In my first post about MongoDB, I touched querying very lightly. Querying is of course pretty important to most systems, so it’s fair to dedicate a separate post to the subject.
Querying in MongoDB works by sending a document to the server, e.g. in the following snippet I create a document with a post ID
1 |
var somePost = db.posts.findOne({"_id": ObjectId("00112233445566778899aabb")}) |
– which can actually be even shorter, as the find and findOne functions accept an ObjectId directly as their argument, like so:
1 |
var somePost = db.posts.findOne(ObjectId("00112233445566778899aabb")) |
But how can I find a post with a specific slug? Easy, like so:
1 |
var somePost = db.posts.find({slug: "this-slug-probably-comes-from-a-url"}) |
But how does this perform? It’s easy to examine how queries are executed with the explain() function, like so:
1 2 3 4 5 6 7 8 9 10 11 12 13 14 15 16 17 18 19 20 21 22 23 24 |
> db.posts.find({slug: "this-slug-probably-comes-from-a-url"}).explain() { "cursor" : "BasicCursor", "startKey" : { }, "endKey" : { }, "nscanned" : 10000, "n" : 1, "millis" : 11, "allPlans" : [ { "cursor" : "BasicCursor", "startKey" : { }, "endKey" : { } } ] } |
– yielding some info about the execution of the query. I don’t know exactly how to interpret all this, but I think I get that "nscanned": 10000 means 10000 documents were scanned – and in a collection with 10000 documents, that’s not entirely optimal as it implies a full table scan. Now, let’s make sure that our query will execute as fast as possible by creating an index on the field ( _id is always automatically indexed):
1 |
db.posts.ensureIndex({slug:1}) |
Now lets explain() again:
1 2 3 4 5 6 7 8 9 10 11 12 13 14 15 16 17 18 19 20 21 22 23 24 |
> db.posts.find({slug: "post-no-454"}).explain() { "cursor" : "BtreeCursor slug_1", "startKey" : { "slug" : "post-no-454" }, "endKey" : { "slug" : "post-no-454" }, "nscanned" : 1, "n" : 1, "millis" : 0, "allPlans" : [ { "cursor" : "BtreeCursor slug_1", "startKey" : { "slug" : "post-no-454" }, "endKey" : { "slug" : "post-no-454" } } ] } |
Wow! That’s what I call an improvement!
What about posts with a specific tag?
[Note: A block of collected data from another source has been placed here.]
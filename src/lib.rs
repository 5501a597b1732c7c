//! # Gamepad Events Library
//!
//! Track attached game controllers and turn polled state into events.
//!
//! This library provides the controller lifecycle and state-diff engine:
//! an [`InputSource`](source::InputSource) announces gamepads, a
//! [`GamepadManager`](gamepad::GamepadManager) keeps one record per live
//! gamepad, and each call to `refresh()` compares fresh button state with the
//! previous poll to publish `ButtonDown`/`ButtonUp` events. Polling cadence is
//! entirely up to the caller.

pub mod channel;
pub mod config;
pub mod error;
pub mod gamepad;
pub mod source;
pub mod telemetry;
First I tried the following snippet, because I learned that the special $where field could be put in a query document to evaluate a predicate server-side:
1 |
var niftyPosts = db.posts.find({$where: function() { return this.tags != null && this.tags.indexOf("nifty") != -1; }}) |
– and this actually works. This syntax is sort of clunky though. Luckily, MongoDB provides a nifty mechanism for arrays that automagically checks if something is contained in it. So my query can be rewritten to this:
1 |
var niftyPosts = db.posts.find({tags: 'nifty'}) |
Nifty!
Now, to take advantage of indexes, the special query document fields should be used. I showed $where above, but there are more – to name a few: $gt (greater than), $gte (greater than or equal), $lt (less than), $lte (less than or equal), $ne (not equal), and many more. For example, to count the number of non-nifty posts in February 2010:
1 2 3 4 5 |
> db.posts.find({ date: {$gte: 20100201, $lt: 20100301}, tags: {$ne: 'nifty'} }).count() 0 |
Check out the manual for some great documentation on available operators.
Conclusion
Querying with MongoDB actually seems pretty cool and flexible. I like the idea that it’s possible to execute ad-hoc queries, and for most usage I think the supplied operators are adequate. The ability to supply a predicate function via $where seems really cool, but it should probably only be used in conjunction with one or more of the other operators to avoid a full table scan.